Una seconda teoria, prevede che l'ipotetico quinto pianeta potrebbe essere stato fagocitato da uno pianeti esterni. Se si ipotizza che il quinto pianeta si trovasse su un'orbita tra Marte e Giove, si può supporre che il corpo celeste, trovandosi in una posizione favorevole, sia stato attratto e inghiottito da Giove o da Saturno. "Il nostro sistema solare oggi sembra calmo e tranquillo, ma siamo consapevoli che il suo passato è stato molto violento", spiega Nesvorny.
In ultima analisi, c'è l'ipotesi che potrebbe spiegare l'origine di Nibiru (Marduk o Pianeta X) e della sua orbita fortemente ellittica. L'orbita di Nibiru avrebbe tre caratteristiche molto particolare: 1) la forte eccentricità; 2) l'inclinazione di 30 gradi rispetto al piano orbitale degli altri pianeti solari; 3) il moto retrogrado della sua orbita, cioè Nibiru si muoverebbe in senso inverso rispetto agli altri pianeti del sistema solare. L'espulsione gravitazione del quinto pianeta, sarebbe in grado di spiegare tutte e tre le caratteristiche. Nibiru sarebbe stato scagliato via dalla forza gravitazionale di Giove per poi essere catturato dalla gravità solare nell'orbita ipotizzata da Sitchin.

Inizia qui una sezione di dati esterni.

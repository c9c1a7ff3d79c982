// src/config/resolve.rs

//! Runner executor resolution: kind defaults ⊕ executor table ⊕ runner
//! overrides, folded into one concrete [`ExecutorProfile`].

use chrono::TimeDelta;

use crate::config::model::ExecutorConfig;
use crate::runner::{ExecutorKind, ExecutorProfile};

/// Per-runner fields that apply to any executor kind.
#[derive(Debug, Clone, Copy, Default, PartialEq)]
pub struct RunnerOverrides {
    pub startup: Option<TimeDelta>,
    pub fail_rate: Option<f64>,
}

/// Executor table fields after duration parsing.
#[derive(Debug, Clone, PartialEq)]
pub enum ExecutorSettings {
    Shell {
        shell: Option<String>,
    },
    Docker {
        image: Option<String>,
        startup: Option<TimeDelta>,
    },
    Kubernetes {
        namespace: Option<String>,
        image: Option<String>,
        startup: Option<TimeDelta>,
    },
    Custom {
        driver: String,
        startup: Option<TimeDelta>,
        fail_rate: Option<f64>,
    },
}

impl ExecutorSettings {
    pub fn kind(&self) -> ExecutorKind {
        match self {
            ExecutorSettings::Shell { .. } => ExecutorKind::Shell,
            ExecutorSettings::Docker { .. } => ExecutorKind::Docker,
            ExecutorSettings::Kubernetes { .. } => ExecutorKind::Kubernetes,
            ExecutorSettings::Custom { .. } => ExecutorKind::Custom,
        }
    }

    /// Parse the startup strings of a raw executor table.
    pub fn from_config(
        cfg: &ExecutorConfig,
        parse: impl Fn(&str) -> Result<TimeDelta, String>,
    ) -> Result<Self, String> {
        let startup = |s: &Option<String>| s.as_deref().map(&parse).transpose();
        Ok(match cfg {
            ExecutorConfig::Shell { shell } => ExecutorSettings::Shell {
                shell: shell.clone(),
            },
            ExecutorConfig::Docker { image, startup: s } => ExecutorSettings::Docker {
                image: image.clone(),
                startup: startup(s)?,
            },
            ExecutorConfig::Kubernetes {
                namespace,
                image,
                startup: s,
            } => ExecutorSettings::Kubernetes {
                namespace: namespace.clone(),
                image: image.clone(),
                startup: startup(s)?,
            },
            ExecutorConfig::Custom {
                driver,
                startup: s,
                fail_rate,
            } => ExecutorSettings::Custom {
                driver: driver.clone(),
                startup: startup(s)?,
                fail_rate: *fail_rate,
            },
        })
    }
}

/// Resolve a runner's executor into a concrete profile.
pub fn resolve_profile(settings: &ExecutorSettings, overrides: RunnerOverrides) -> ExecutorProfile {
    let mut profile = ExecutorProfile::defaults_for(settings.kind());

    match settings {
        ExecutorSettings::Shell { shell } => {
            if let Some(shell) = shell {
                profile.label = Some(shell.clone());
            }
        }
        ExecutorSettings::Docker { image, startup } => {
            if let Some(image) = image {
                profile.image = Some(image.clone());
            }
            if let Some(startup) = startup {
                profile.startup = *startup;
            }
        }
        ExecutorSettings::Kubernetes {
            namespace,
            image,
            startup,
        } => {
            if let Some(namespace) = namespace {
                profile.namespace = Some(namespace.clone());
            }
            if let Some(image) = image {
                profile.image = Some(image.clone());
            }
            if let Some(startup) = startup {
                profile.startup = *startup;
            }
        }
        ExecutorSettings::Custom {
            driver,
            startup,
            fail_rate,
        } => {
            profile.label = Some(driver.clone());
            if let Some(startup) = startup {
                profile.startup = *startup;
            }
            if let Some(rate) = fail_rate {
                profile.fail_rate = *rate;
            }
        }
    }

    if let Some(startup) = overrides.startup {
        profile.startup = startup;
    }
    if let Some(rate) = overrides.fail_rate {
        profile.fail_rate = rate;
    }
    profile
}

#[cfg(test)]
mod tests {
    use super::*;

    #[test]
    fn kind_defaults_apply_when_nothing_is_set() {
        let p = resolve_profile(
            &ExecutorSettings::Kubernetes {
                namespace: None,
                image: None,
                startup: None,
            },
            RunnerOverrides::default(),
        );
        assert_eq!(p.kind, ExecutorKind::Kubernetes);
        assert_eq!(p.namespace.as_deref(), Some("default"));
        assert_eq!(p.image.as_deref(), Some("alpine:latest"));
        assert_eq!(p.startup, TimeDelta::seconds(10));
    }

    #[test]
    fn profile_then_overrides_win() {
        let settings = ExecutorSettings::Docker {
            image: Some("rust:1.80".into()),
            startup: Some(TimeDelta::seconds(2)),
        };
        let p = resolve_profile(&settings, RunnerOverrides::default());
        assert_eq!(p.image.as_deref(), Some("rust:1.80"));
        assert_eq!(p.startup, TimeDelta::seconds(2));

        let p = resolve_profile(
            &settings,
            RunnerOverrides {
                startup: Some(TimeDelta::zero()),
                fail_rate: Some(0.25),
            },
        );
        assert_eq!(p.startup, TimeDelta::zero());
        assert_eq!(p.fail_rate, 0.25);
        assert_eq!(p.image.as_deref(), Some("rust:1.80"));
    }

    #[test]
    fn custom_driver_becomes_label() {
        let p = resolve_profile(
            &ExecutorSettings::Custom {
                driver: "libvirt".into(),
                startup: None,
                fail_rate: Some(0.1),
            },
            RunnerOverrides::default(),
        );
        assert_eq!(p.label.as_deref(), Some("libvirt"));
        assert_eq!(p.fail_rate, 0.1);
    }
}
// src/schedule/mod.rs

//! Cron-driven pipeline triggers.
//!
//! - [`cron`] parses expressions and computes fire times.
//! - [`Schedule`] holds the per-schedule timing state the engine consults in
//!   `evaluate_schedules`.

pub mod cron;

use chrono::{DateTime, Utc};
use serde::Serialize;
use tracing::debug;

use crate::types::{PipelineId, ScheduleId, TemplateId};

pub use cron::{CronError, CronExpr};

/// Validated schedule definition from config.
#[derive(Debug, Clone, PartialEq)]
pub struct ScheduleSpec {
    pub id: ScheduleId,
    pub description: String,
    pub template_id: TemplateId,
    /// Overrides the template's ref for executions this schedule starts.
    pub git_ref: Option<String>,
    pub cron: CronExpr,
    pub active: bool,
    pub last_fired_at: Option<DateTime<Utc>>,
}

/// Runtime schedule state.
#[derive(Debug, Clone, Serialize)]
pub struct Schedule {
    pub id: ScheduleId,
    pub description: String,
    pub template_id: TemplateId,
    pub git_ref: Option<String>,
    pub cron: CronExpr,
    pub active: bool,
    pub last_fired_at: Option<DateTime<Utc>>,
    /// Next fire time; computed on first evaluation if never fired.
    pub next_run_at: Option<DateTime<Utc>>,
    pub last_pipeline_id: Option<PipelineId>,
    pub fired: u64,
    /// Fire times dropped because the previous execution was still running.
    pub skipped: u64,
}

impl Schedule {
    pub fn from_spec(spec: &ScheduleSpec) -> Self {
        Self {
            id: spec.id.clone(),
            description: spec.description.clone(),
            template_id: spec.template_id.clone(),
            git_ref: spec.git_ref.clone(),
            cron: spec.cron.clone(),
            active: spec.active,
            last_fired_at: spec.last_fired_at,
            next_run_at: spec.last_fired_at.and_then(|t| spec.cron.next_after(t)),
            last_pipeline_id: None,
            fired: 0,
            skipped: 0,
        }
    }

    /// Apply an edited definition, keeping timing state unless the cron
    /// expression changed.
    pub fn apply_spec(&mut self, spec: &ScheduleSpec) {
        let cron_changed = self.cron != spec.cron;
        self.description = spec.description.clone();
        self.template_id = spec.template_id.clone();
        self.git_ref = spec.git_ref.clone();
        self.cron = spec.cron.clone();
        self.active = spec.active;
        if cron_changed {
            self.next_run_at = self.last_fired_at.and_then(|t| self.cron.next_after(t));
        }
    }

    /// Whether `now` has crossed the next fire time.
    ///
    /// A schedule that has never fired starts counting from the first time
    /// it is evaluated.
    pub fn is_due(&mut self, now: DateTime<Utc>) -> bool {
        if self.next_run_at.is_none() && self.last_fired_at.is_none() {
            self.next_run_at = self.cron.next_after(now);
            debug!(
                schedule = %self.id,
                next_run_at = ?self.next_run_at,
                "schedule registered"
            );
        }
        matches!(self.next_run_at, Some(next) if now >= next)
    }

    pub fn mark_fired(&mut self, now: DateTime<Utc>, pipeline_id: PipelineId) {
        self.last_fired_at = Some(now);
        self.last_pipeline_id = Some(pipeline_id);
        self.fired += 1;
        self.next_run_at = self.cron.next_after(now);
    }

    /// Drop this fire time without starting anything. No backfill: the next
    /// fire time is the first one strictly after `now`.
    pub fn mark_skipped(&mut self, now: DateTime<Utc>) {
        self.skipped += 1;
        self.next_run_at = self.cron.next_after(now);
    }
}

#[cfg(test)]
mod tests {
    use super::*;
    use chrono::TimeZone;

    fn hourly() -> ScheduleSpec {
        ScheduleSpec {
            id: "hourly".into(),
            description: "every hour".into(),
            template_id: "main".into(),
            git_ref: None,
            cron: CronExpr::parse("0 * * * *").unwrap(),
            active: true,
            last_fired_at: None,
        }
    }

    #[test]
    fn never_fired_schedule_waits_for_next_boundary() {
        let mut s = Schedule::from_spec(&hourly());
        let t = Utc.with_ymd_and_hms(2024, 1, 1, 10, 30, 0).unwrap();
        assert!(!s.is_due(t));
        assert_eq!(
            s.next_run_at,
            Some(Utc.with_ymd_and_hms(2024, 1, 1, 11, 0, 0).unwrap())
        );
        assert!(s.is_due(Utc.with_ymd_and_hms(2024, 1, 1, 11, 0, 0).unwrap()));
    }

    #[test]
    fn skipping_does_not_backfill() {
        let mut s = Schedule::from_spec(&hourly());
        let t = Utc.with_ymd_and_hms(2024, 1, 1, 10, 30, 0).unwrap();
        assert!(!s.is_due(t));
        // Five boundaries pass unobserved; only one fire is due.
        let late = Utc.with_ymd_and_hms(2024, 1, 1, 15, 10, 0).unwrap();
        assert!(s.is_due(late));
        s.mark_skipped(late);
        assert_eq!(s.skipped, 1);
        assert_eq!(
            s.next_run_at,
            Some(Utc.with_ymd_and_hms(2024, 1, 1, 16, 0, 0).unwrap())
        );
        assert!(!s.is_due(late));
    }

    #[test]
    fn cron_edit_recomputes_next_run() {
        let mut s = Schedule::from_spec(&hourly());
        let t = Utc.with_ymd_and_hms(2024, 1, 1, 11, 0, 0).unwrap();
        s.mark_fired(t, 1);

        let mut edited = hourly();
        edited.cron = CronExpr::parse("30 * * * *").unwrap();
        s.apply_spec(&edited);
        assert_eq!(
            s.next_run_at,
            Some(Utc.with_ymd_and_hms(2024, 1, 1, 11, 30, 0).unwrap())
        );
        assert_eq!(s.fired, 1);
    }
}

Che nome dare al "pianeta perduto"
Nesvorny ha avuto diverse proposte da parte dei colleghi sul nome da dare al quinto pianeta perduto. Alcuni hanno suggerito "Ade", il dio invisibile degli inferi della mitologia greca (un pò macabro, n.d.r.). Oppure "La cosa 1" in onore del libro del dottor Seuss. Quest'ultimo lascia aperta la possibilità di una "Cosa 2" se le ricerche future dovessero prevedere la necessità di un secondo pianeta! Ma David Nesvory non è ancora convinto: "Non mi piace nessuno di loro", ammette il ricercatore. Sarebbe significativo, invece, che il "pianeta perduto", a prescindere dal fatto che sia andato via o che orbiti ancora attorno al Sole, fosse chiamato proprio Nibiru o Marduk, in onore della civiltà sumera che, prima e più di altre, aveva scorto nell'astronomia uno dei campi di ricerca più importanti per la scoperta delle origini dell'umanità.